------ RECORDS FOR PROCESSING

//! Correlation tokens: routing metadata packed into the opaque identifiers
//! the chat transport hands back with button clicks and transaction results.
//!
//! Format: `{kind}-{match_id}-{user_prefix}-{thread_or_timestamp}`.
//!
//! The user prefix is for log correlation only. It is not unique and must
//! never be used to authorize anything; ownership checks use the full user
//! id from the inbound event.

use std::fmt;

pub const SEPARATOR: char = '-';
const USER_PREFIX_LEN: usize = 8;
const MAX_SUFFIX_LEN: usize = 32;
const MIN_SEGMENTS: usize = 3;

pub const CONFIRM_COMPONENT: &str = "confirm";
pub const CANCEL_COMPONENT: &str = "cancel";

#[derive(Debug, Clone, Copy, PartialEq, Eq, Hash)]
pub enum TokenKind {
    /// Wager confirmation prompt and the wager transaction.
    Wager,
    /// Winnings claim prompt and the claim transaction.
    Claim,
    /// The refund transaction.
    ClaimRefund,
    /// Refund confirmation prompt.
    Refund,
}

impl TokenKind {
    pub fn prefix(self) -> &'static str {
        match self {
            TokenKind::Wager => "wager",
            TokenKind::Claim => "claim",
            TokenKind::ClaimRefund => "claimrefund",
            TokenKind::Refund => "refund",
        }
    }

    fn from_prefix(prefix: &str) -> Option<Self> {
        match prefix {
            "wager" => Some(TokenKind::Wager),
            "claim" => Some(TokenKind::Claim),
            "claimrefund" => Some(TokenKind::ClaimRefund),
            "refund" => Some(TokenKind::Refund),
            _ => None,
        }
    }

    /// Claim and refund flows never consult the intent register.
    pub fn uses_intent(self) -> bool {
        self == TokenKind::Wager
    }
}

impl fmt::Display for TokenKind {
    fn fmt(&self, f: &mut fmt::Formatter<'_>) -> fmt::Result {
        f.write_str(self.prefix())
    }
}

#[derive(Debug, Clone, PartialEq, Eq)]
pub struct TokenMetadata {
    pub kind: TokenKind,
    pub match_id: i64,
    pub user_prefix: String,
    pub suffix: String,
}

/// Alphanumeric-only, so no separator can leak into a segment.
fn sanitize(raw: &str, max: usize) -> String {
    raw.chars()
        .filter(|c| c.is_ascii_alphanumeric())
        .take(max)
        .collect()
}

pub fn user_prefix(user_id: &str) -> String {
    let stripped = user_id
        .strip_prefix("0x")
        .or_else(|| user_id.strip_prefix("0X"))
        .unwrap_or(user_id);
    sanitize(stripped, USER_PREFIX_LEN).to_ascii_lowercase()
}

pub fn encode(kind: TokenKind, match_id: i64, user_id: &str, thread_or_timestamp: &str) -> String {
    format!(
        "{}{sep}{}{sep}{}{sep}{}",
        kind.prefix(),
        match_id,
        user_prefix(user_id),
        sanitize(thread_or_timestamp, MAX_SUFFIX_LEN),
        sep = SEPARATOR
    )
}

/// Purely syntactic; never fails loudly. Anything malformed is `None`.
pub fn decode(token: &str) -> Option<TokenMetadata> {
    let segments: Vec<&str> = token.splitn(4, SEPARATOR).collect();
    if segments.len() < MIN_SEGMENTS {
        return None;
    }

    let kind = TokenKind::from_prefix(segments[0])?;
    let raw_id = segments[1];
    if raw_id.is_empty() || !raw_id.bytes().all(|b| b.is_ascii_digit()) {
        return None;
    }
    let match_id = raw_id.parse::<i64>().ok()?;

    Some(TokenMetadata {
        kind,
        match_id,
        user_prefix: segments[2].to_string(),
        suffix: segments.get(3).map(|s| s.to_string()).unwrap_or_default(),
    })
}

/// Kind of a token by its leading segment.
pub fn classify(token: &str) -> Option<TokenKind> {
    token
        .split(SEPARATOR)
        .next()
        .and_then(TokenKind::from_prefix)
}

/// The closed set of button actions, resolved once from the token kind and
/// the clicked component.
#[derive(Debug, Clone, Copy, PartialEq, Eq)]
pub enum ButtonAction {
    Confirm,
    Cancel,
    ClaimConfirm,
    ClaimCancel,
    RefundConfirm,
    RefundCancel,
}

impl ButtonAction {
    pub fn resolve(kind: TokenKind, component_id: &str) -> Option<Self> {
        let confirm = match component_id {
            CONFIRM_COMPONENT => true,
            CANCEL_COMPONENT => false,
            _ => return None,
        };
        match (kind, confirm) {
            (TokenKind::Wager, true) => Some(ButtonAction::Confirm),
            (TokenKind::Wager, false) => Some(ButtonAction::Cancel),
            (TokenKind::Claim, true) => Some(ButtonAction::ClaimConfirm),
            (TokenKind::Claim, false) => Some(ButtonAction::ClaimCancel),
            (TokenKind::Refund, true) => Some(ButtonAction::RefundConfirm),
            (TokenKind::Refund, false) => Some(ButtonAction::RefundCancel),
            (TokenKind::ClaimRefund, _) => None,
        }
    }
}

------------

(TASK DESCRIPTION): Repeat the data in full, matching each line exactly.

(RESPONSE TO THIS TASK):
//! Correlation tokens: routing metadata packed into the opaque identifiers
//! the chat transport hands back with button clicks and transaction results.
//!
//! Format: `{kind}-{match_id}-{user_prefix}-{thread_or_timestamp}`.
//!
//! The user prefix is for log correlation only. It is not unique and must
//! never be used to authorize anything; ownership checks use the full user
//! id from the inbound event.

use std::fmt;

pub const SEPARATOR: char = '-';
const USER_PREFIX_LEN: usize = 8;
const MAX_SUFFIX_LEN: usize = 32;
const MIN_SEGMENTS: usize = 3;

pub const CONFIRM_COMPONENT: &str = "confirm";
pub const CANCEL_COMPONENT: &str = "cancel";

#[derive(Debug, Clone, Copy, PartialEq, Eq, Hash)]
pub enum TokenKind {
    /// Wager confirmation prompt and the wager transaction.
    Wager,
    /// Winnings claim prompt and the claim transaction.
    Claim,
    /// The refund transaction.
    ClaimRefund,
    /// Refund confirmation prompt.
    Refund,
}

impl TokenKind {
    pub fn prefix(self) -> &'static str {
        match self {
            TokenKind::Wager => "wager",
            TokenKind::Claim => "claim",
            TokenKind::ClaimRefund => "claimrefund",
            TokenKind::Refund => "refund",
        }
    }

    fn from_prefix(prefix: &str) -> Option<Self> {
        match prefix {
            "wager" => Some(TokenKind::Wager),
            "claim" => Some(TokenKind::Claim),
            "claimrefund" => Some(TokenKind::ClaimRefund),
            "refund" => Some(TokenKind::Refund),
            _ => None,
        }
    }

    /// Claim and refund flows never consult the intent register.
    pub fn uses_intent(self) -> bool {
        self == TokenKind::Wager
    }
}

impl fmt::Display for TokenKind {
    fn fmt(&self, f: &mut fmt::Formatter<'_>) -> fmt::Result {
        f.write_str(self.prefix())
    }
}

#[derive(Debug, Clone, PartialEq, Eq)]
pub struct TokenMetadata {
    pub kind: TokenKind,
    pub match_id: i64,
    pub user_prefix: String,
    pub suffix: String,
}

/// Alphanumeric-only, so no separator can leak into a segment.
fn sanitize(raw: &str, max: usize) -> String {
    raw.chars()
        .filter(|c| c.is_ascii_alphanumeric())
        .take(max)
        .collect()
}

pub fn user_prefix(user_id: &str) -> String {
    let stripped = user_id
        .strip_prefix("0x")
        .or_else(|| user_id.strip_prefix("0X"))
        .unwrap_or(user_id);
    sanitize(stripped, USER_PREFIX_LEN).to_ascii_lowercase()
}

pub fn encode(kind: TokenKind, match_id: i64, user_id: &str, thread_or_timestamp: &str) -> String {
    format!(
        "{}{sep}{}{sep}{}{sep}{}",
        kind.prefix(),
        match_id,
        user_prefix(user_id),
        sanitize(thread_or_timestamp, MAX_SUFFIX_LEN),
        sep = SEPARATOR
    )
}

/// Purely syntactic; never fails loudly. Anything malformed is `None`.
pub fn decode(token: &str) -> Option<TokenMetadata> {
    let segments: Vec<&str> = token.splitn(4, SEPARATOR).collect();
    if segments.len() < MIN_SEGMENTS {
        return None;
    }

    let kind = TokenKind::from_prefix(segments[0])?;
    let raw_id = segments[1];
    if raw_id.is_empty() || !raw_id.bytes().all(|b| b.is_ascii_digit()) {
        return None;
    }
    let match_id = raw_id.parse::<i64>().ok()?;

    Some(TokenMetadata {
        kind,
        match_id,
        user_prefix: segments[2].to_string(),
        suffix: segments.get(3).map(|s| s.to_string()).unwrap_or_default(),
    })
}

/// Kind of a token by its leading segment.
pub fn classify(token: &str) -> Option<TokenKind> {
    token
        .split(SEPARATOR)
        .next()
        .and_then(TokenKind::from_prefix)
}

/// The closed set of button actions, resolved once from the token kind and
/// the clicked component.
#[derive(Debug, Clone, Copy, PartialEq, Eq)]
pub enum ButtonAction {
    Confirm,
    Cancel,
    ClaimConfirm,
    ClaimCancel,
    RefundConfirm,
    RefundCancel,
}

impl ButtonAction {
    pub fn resolve(kind: TokenKind, component_id: &str) -> Option<Self> {
        let confirm = match component_id {
            CONFIRM_COMPONENT => true,
            CANCEL_COMPONENT => false,
            _ => return None,
        };
        match (kind, confirm) {
            (TokenKind::Wager, true) => Some(ButtonAction::Confirm),
            (TokenKind::Wager, false) => Some(ButtonAction::Cancel),
            (TokenKind::Claim, true) => Some(ButtonAction::ClaimConfirm),
            (TokenKind::Claim, false) => Some(ButtonAction::ClaimCancel),
            (TokenKind::Refund, true) => Some(ButtonAction::RefundConfirm),
            (TokenKind::Refund, false) => Some(ButtonAction::RefundCancel),
            (TokenKind::ClaimRefund, _) => None,
        }
    }
}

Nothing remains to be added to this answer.